If none of these is present then pharmaceutical treatment can be started straight away.
An FBC should be undertaken on a woman with heavy menstrual bleeding to assess the presence of anaemia.
However, no other tests are routinely required - for example, for thyroid or coagulation disorders - as evidence suggests these are not linked with heavy menstrual bleeding alone.
Other signs and symptoms of the particular disease are likely to be present.
An ultrasound investigation should be arranged if the uterus is palpable abdominally, if vaginal examination reveals a pelvic mass of uncertain origin, or if pharmaceutical treatment fails to improve symptoms.
However, it is very important that the person performing the scan is appropriately trained or misleading results may be obtained.
History to determine treatment
Nature of bleeding
- How heavy - assessed by the impact on the woman's life.
- Regular or irregular*.
- Presence of bleeding between periods or after intercourse.
Signs if possible pathology
- Pressure symptoms.
- Onset of dysmenorrhoea in the fourth or fifth decade.
- Abdominal pain between periods.
Other features that may determine treatment
- A woman's idea and concerns regarding heavy menstrual bleeding and its treatment.
3. MANAGING THE CONDITION
The range of treatments available for heavy menstrual bleeding is considerable. An algorithm for management from NICE can be found at http://guidance.nice.org.uk/CG44/quickrefguide/pdf/English.
The guideline outlines the order in which pharmaceutical treatments should be considered.
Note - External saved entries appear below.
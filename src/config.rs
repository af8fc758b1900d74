use std::env;
use std::fmt::{self, Display};
use std::path::PathBuf;
use std::str::FromStr;
use tracing::{info, warn};

pub const DEFAULT_DATA_FILE: &str = "data.json";
pub const DEFAULT_BIND_ADDR: &str = "0.0.0.0:3000";
pub const DEFAULT_TOKEN_EXPIRATION_HOURS: i64 = 24;
pub const DEFAULT_MAX_POST_LENGTH: usize = 5000;

#[derive(Clone, Debug)]
pub struct Config {
    pub data_file: PathBuf,
    pub bind_addr: String,
    pub token_expiration_hours: i64,
    pub max_post_length: usize,
}

impl Default for Config {
    fn default() -> Self {
        Self {
            data_file: PathBuf::from(DEFAULT_DATA_FILE),
            bind_addr: DEFAULT_BIND_ADDR.to_string(),
            token_expiration_hours: DEFAULT_TOKEN_EXPIRATION_HOURS,
            max_post_length: DEFAULT_MAX_POST_LENGTH,
        }
    }
}

impl Config {
    pub fn from_env() -> Self {
        Self::from_lookup(|key| env::var(key).ok())
    }

    fn from_lookup(lookup: impl Fn(&str) -> Option<String>) -> Self {
        let defaults = Self::default();
        Self {
            data_file: load(&lookup, "PLANK_DATA_FILE", defaults.data_file),
            bind_addr: load(&lookup, "PLANK_BIND_ADDR", defaults.bind_addr),
            token_expiration_hours: load(
                &lookup,
                "PLANK_TOKEN_EXPIRATION_HOURS",
                defaults.token_expiration_hours,
            ),
            max_post_length: load(&lookup, "PLANK_MAX_POST_LENGTH", defaults.max_post_length),
        }
    }
}

fn load<T>(lookup: &impl Fn(&str) -> Option<String>, key: &str, default: T) -> T
where
    T: FromStr + fmt::Debug,
    T::Err: Display,
{
    match lookup(key) {
        Some(raw) => raw.parse().unwrap_or_else(|e| {
            warn!("Invalid {key} value {raw:?}: {e}, using default {default:?}");
            default
        }),
        None => {
            info!("{key} not set, using default: {default:?}");
            default
        }
    }
}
These are a levonorgestrel-releasing intrauterine system (for at least 12 months) then tranexamic acid or NSAIDs (for at least three months), then norethisterone 15mg daily from days five to 26 of the menstrual cycle, or injected long-acting progestogens (for at least three months).
This sequence depends on a number of factors, not least of which is whether the woman wishes to conceive - in which case a treatment that is contraceptive would not be appropriate.
Insertion of the levonorgestrel-releasing intrauterine system is easier in multiparous women, although data do not suggest that side-effects are more common in those who have not been pregnant.
Oral treatment can be started while waiting for the device to be inserted.
Referral criteria When to refer a woman for specialist care depends on three factors: if the heavy menstrual bleeding is likely to have a pathological cause, such as fibroids; if the heavy menstrual bleeding has not been relieved by the treatments tried so far and surgical treatment is under consideration; if the woman wishes to discuss her problem with a doctor with a specialist interest and expertise.
While GPs will not provide specialist treatments, they must be aware of the options. There are four surgical options recommended in the NICE guideline.
Endometrial ablation is recommended where no pathology is found, but is not suitable if a woman wants to become pregnant in the future.
Commonly used methods that have been scrutinised by the Health Technology Authority are microwave endometrial ablation and thermal balloon endometrial ablation.
Uterine artery embolisation is recommended where fibroids are found and potentially allows women to become pregnant in future, but there is a risk that fibroids will reoccur.
Myomectomy is also recommended where fibroids are found and potentially allows a woman to become pregnant in the future, but again there is a risk that fibroids will reoccur.
Hysterectomy is recommended for any indication, but only where other options have been considered and rejected by both the health professional and the woman.